Para ilustrar essa dependência, o jornalista cita a presença de figuras como Melque Alves, vice-presidente da Executiva Regional do PT, na base de apoio do novo projeto “verde”. Aikon Vitor é enfático ao afirmar que não se trata apenas de afinidade, mas de uma “mudança de endereço com a mudança sendo feita pela mesma equipe”. Para ele, esse arranjo esvazia o debate sobre pluralidade, tornando a movimentação “quase cômica” ao depender justamente de quadros ligados ao partido que Virgílio, teoricamente, deixou para trás.
Em seu texto, Aikon utiliza uma analogia esportiva para resumir a situação: “fica parecendo aquela situação clássica: reclama do time, mas continua jogando com a mesma escalação”. Ele argumenta que o incômodo gerado nos bastidores não é a saída do PT em si, mas a tentativa de vender essa manobra como algo “disruptivo”. Na visão do jornalista, o que se vê é apenas uma reorganização conveniente, ou, como muitos já simplificaram: “mudou a cor da camisa, mas o time é o mesmo”.
A análise prossegue apontando que essa estratégia de marketing político tenta ocultar o óbvio. Para o Aikon, Virgílio Viana utiliza um “discurso bonito, quase de seminário universitário”, que daria até aplauso se não fosse o detalhe da realidade prática. Aikon critica o fato de o novo projeto político nascer umbilicalmente ligado às velhas estruturas, o que, em sua opinião, retira a força de qualquer crítica que o grupo tente fazer à forma tradicional de fazer política.

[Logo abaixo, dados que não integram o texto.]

//! The grid controller: state, construction and the derived row view.
//!
//! All state a grid shows is owned here. Filtering, sorting and pagination
//! are pure functions of that state; the derived list of row ids is
//! recomputed after every mutation so reads are cheap and always consistent.

use super::column::{Column, ColumnModel};
use super::expansion::ExpansionState;
use super::filter::{self, Filters};
use super::input::FilterInputs;
use super::keys::GridKeyMap;
use super::nested::{NestedSpec, NestedView};
use super::sort::{self, CompareFn, Registry, SortState};
use super::style::GridStyles;
use super::types::{Mode, Record, RowId, RowKey};
use crate::config::GridConfig;
use crate::error::{FetchError, GridResult};
use crate::fetch::{DataSource, RequestTracker};
use crate::paginator;
use crate::Component;
use bubbletea_rs::Cmd;
use bubbletea_widgets::help;
use std::collections::HashMap;
use std::sync::atomic::{AtomicI64, Ordering};
use std::sync::Arc;

static LAST_ID: AtomicI64 = AtomicI64::new(0);

fn next_id() -> i64 {
    LAST_ID.fetch_add(1, Ordering::SeqCst) + 1
}

/// Remote loading state of a grid.
pub(super) struct Loader<R> {
    pub(super) source: Option<Arc<dyn DataSource<R>>>,
    pub(super) last_query: Option<String>,
    pub(super) requests: RequestTracker,
    pub(super) last_error: Option<FetchError>,
}

impl<R> Default for Loader<R> {
    fn default() -> Self {
        Self {
            source: None,
            last_query: None,
            requests: RequestTracker::default(),
            last_error: None,
        }
    }
}

/// A collapsible, filterable, sortable, paginated grid over rows of `R`.
///
/// # Data flow
///
/// Rows are held in source order and addressed by [`RowId`]. The rows shown
/// are derived in three steps: rows failing the [`Filters`] are dropped, the
/// rest are stably sorted by the active [`SortState`], and the paginator
/// slices out the current page. Expanded rows additionally render their
/// nested grids.
///
/// Per-row UI state (expansion and nested grids) is keyed by [`RowKey`]: the
/// row's stable id when it has one, its position otherwise. It survives
/// filtering, sorting and paging.
///
/// # Examples
///
/// ```
/// use patient_grid::config::GridConfig;
/// use patient_grid::grid::{Column, Model, Record};
///
/// #[derive(Clone)]
/// struct Visit {
///     ward: String,
///     days: u32,
/// }
///
/// impl Record for Visit {
///     fn columns() -> Vec<Column<Self>> {
///         vec![
///             Column::text("ward", "Ward", |v: &Visit| v.ward.as_str().into()),
///             Column::number("days", "Days", |v: &Visit| v.days.into()),
///         ]
///     }
/// }
///
/// let mut grid = Model::<Visit>::for_record(GridConfig::default()).unwrap();
/// grid.set_rows(vec![
///     Visit { ward: "Cardiology".into(), days: 4 },
///     Visit { ward: "Neurology".into(), days: 11 },
/// ]);
/// grid.set_range_filter("days", "10", "");
/// assert_eq!(grid.filtered_len(), 1);
/// assert_eq!(grid.page_rows()[0].ward, "Neurology");
/// ```
pub struct Model<R: Record> {
    pub(super) id: i64,
    pub(super) title: String,
    pub(super) rows: Vec<R>,
    pub(super) columns: ColumnModel<R>,
    pub(super) comparators: Registry,
    pub(super) filters: Filters,
    pub(super) sort: Option<SortState>,
    pub(super) expansion: ExpansionState,
    pub(super) paginator: paginator::Model,
    pub(super) nested_specs: Vec<NestedSpec<R>>,
    pub(super) nested: HashMap<RowKey, Vec<Box<dyn NestedView>>>,
    /// Filtered and sorted row ids, all pages.
    pub(super) view_ids: Vec<RowId>,
    /// Cursor position within the current page.
    pub(super) cursor: usize,
    /// Focused column, as a position among the visible columns.
    pub(super) focus: usize,
    pub(super) mode: Mode,
    pub(super) focused: bool,
    pub(super) show_filters: bool,
    pub(super) inputs: FilterInputs,
    pub(super) loader: Loader<R>,
    pub(super) config: GridConfig,

    pub styles: GridStyles,
    pub keymap: GridKeyMap,
    /// Renders the key help line from the grid's bindings.
    pub help: help::Model,
    /// Whether the key help line is rendered.
    pub show_help: bool,
}

impl<R: Record> Model<R> {
    /// Creates an empty grid over the given columns.
    ///
    /// Fails if two columns share a key or the configuration is invalid.
    pub fn new(columns: Vec<Column<R>>, config: GridConfig) -> GridResult<Self> {
        config.validate()?;
        let columns = ColumnModel::new(columns)?;
        let mut paginator = paginator::Model::from_config(&config);
        paginator.set_total_items(0);
        Ok(Self {
            id: next_id(),
            title: String::new(),
            rows: Vec::new(),
            columns,
            comparators: Registry::new(),
            filters: Filters::new(),
            sort: None,
            expansion: ExpansionState::new(),
            paginator,
            nested_specs: Vec::new(),
            nested: HashMap::new(),
            view_ids: Vec::new(),
            cursor: 0,
            focus: 0,
            mode: Mode::Browse,
            focused: true,
            show_filters: config.show_filters,
            inputs: FilterInputs::default(),
            loader: Loader::default(),
            config,
            styles: GridStyles::default(),
            keymap: GridKeyMap::default(),
            help: help::Model::new(),
            show_help: true,
        })
    }

    /// Creates an empty grid with `R`'s default columns and nested grids.
    pub fn for_record(config: GridConfig) -> GridResult<Self> {
        let mut grid = Self::new(R::columns(), config)?;
        grid.nested_specs = R::nested();
        Ok(grid)
    }

    pub fn with_title(mut self, title: impl Into<String>) -> Self {
        self.title = title.into();
        self
    }

    pub fn with_nested(mut self, specs: Vec<NestedSpec<R>>) -> Self {
        self.nested_specs = specs;
        self.rebuild_nested();
        self
    }

    pub fn with_source(mut self, source: Arc<dyn DataSource<R>>) -> Self {
        self.loader.source = Some(source);
        self
    }

    pub fn with_styles(mut self, styles: GridStyles) -> Self {
        self.styles = styles;
        self
    }

    /// Replaces the comparator of one column.
    pub fn with_comparator(mut self, key: impl Into<String>, compare: CompareFn) -> Self {
        self.register_comparator(key, compare);
        self
    }

    /// Unique id of this grid; tags the messages it exchanges.
    pub fn id(&self) -> i64 {
        self.id
    }

    pub fn title(&self) -> &str {
        &self.title
    }

    pub fn set_title(&mut self, title: impl Into<String>) {
        self.title = title.into();
    }

    pub fn config(&self) -> &GridConfig {
        &self.config
    }

    pub fn columns(&self) -> &ColumnModel<R> {
        &self.columns
    }

    pub fn filters(&self) -> &Filters {
        &self.filters
    }

    pub fn sort_state(&self) -> Option<&SortState> {
        self.sort.as_ref()
    }

    pub fn paginator(&self) -> &paginator::Model {
        &self.paginator
    }

    pub fn mode(&self) -> &Mode {
        &self.mode
    }

    pub fn filters_shown(&self) -> bool {
        self.show_filters
    }

    pub fn set_filters_shown(&mut self, shown: bool) {
        self.show_filters = shown;
    }

    /// The column the keyboard focus is on.
    pub fn focused_column(&self) -> Option<&Column<R>> {
        self.columns.visible_columns().get(self.focus).copied()
    }

    /// Recomputes the derived row view after a state change.
    pub(super) fn refresh(&mut self) {
        let mut ids = filter::apply(&self.rows, &self.columns, &self.filters);
        if let Some(state) = &self.sort {
            match self.columns.get(&state.key) {
                Some(column) if column.sortable => {
                    let comparator = self.comparators.resolve(column);
                    sort::sort_ids(&mut ids, &self.rows, column, comparator, state.direction);
                }
                _ => tracing::debug!(key = %state.key, "sort column unavailable, keeping source order"),
            }
        }
        self.view_ids = ids;
        self.paginator.set_total_items(self.view_ids.len());
        self.clamp_cursor();
    }

    pub(super) fn clamp_cursor(&mut self) {
        let on_page = self.page_ids().len();
        self.cursor = self.cursor.min(on_page.saturating_sub(1));
        let visible = self.columns.visible_columns().len();
        self.focus = self.focus.min(visible.saturating_sub(1));
    }

    pub(super) fn row_key(&self, id: RowId) -> Option<RowKey> {
        self.rows.get(id).map(|row| RowKey::for_row(id, row))
    }

    /// Builds the nested grids of an expanded row unless they already exist.
    pub(super) fn ensure_nested(&mut self, id: RowId) {
        let Some(row) = self.rows.get(id) else {
            return;
        };
        let key = RowKey::for_row(id, row);
        if self.nested_specs.is_empty() || self.nested.contains_key(&key) {
            return;
        }
        let mut views = Vec::with_capacity(self.nested_specs.len());
        for spec in &self.nested_specs {
            match spec.build(row, &self.config) {
                Ok(view) => views.push(view),
                Err(err) => {
                    tracing::warn!(grid = self.id, nested = spec.name(), error = %err, "failed to build nested grid")
                }
            }
        }
        self.nested.insert(key, views);
    }

    /// Drops all nested grids and rebuilds those of expanded rows from the
    /// current data.
    pub(super) fn rebuild_nested(&mut self) {
        self.nested.clear();
        let expanded: Vec<RowId> = (0..self.rows.len())
            .filter(|&id| {
                self.row_key(id)
                    .is_some_and(|key| self.expansion.is_expanded(&key))
            })
            .collect();
        for id in expanded {
            self.ensure_nested(id);
        }
    }
}

impl<R: Record> Component for Model<R> {
    fn focus(&mut self) -> Option<Cmd> {
        self.focused = true;
        None
    }

    /// Blurring also leaves any open input or menu.
    fn blur(&mut self) {
        self.focused = false;
        self.stop_editing();
        self.columns.cancel_drag();
    }

    fn focused(&self) -> bool {
        self.focused
    }
}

Ao encerrar sua reflexão, Aikon Vitor reforça que é difícil ignorar a ironia de um “candidato verde com um belo apoio vermelho logo ali”. Para o jornalista, a política segue brindando o público com essas “pequenas pérolas”, onde o esforço para parecer novo esbarra na necessidade de garantir que “nada mude demais”. A crítica final do comunicador é clara: a tentativa de maquiar a continuidade com as cores da sustentabilidade não apaga as digitais da estrutura política que coordena os bastidores.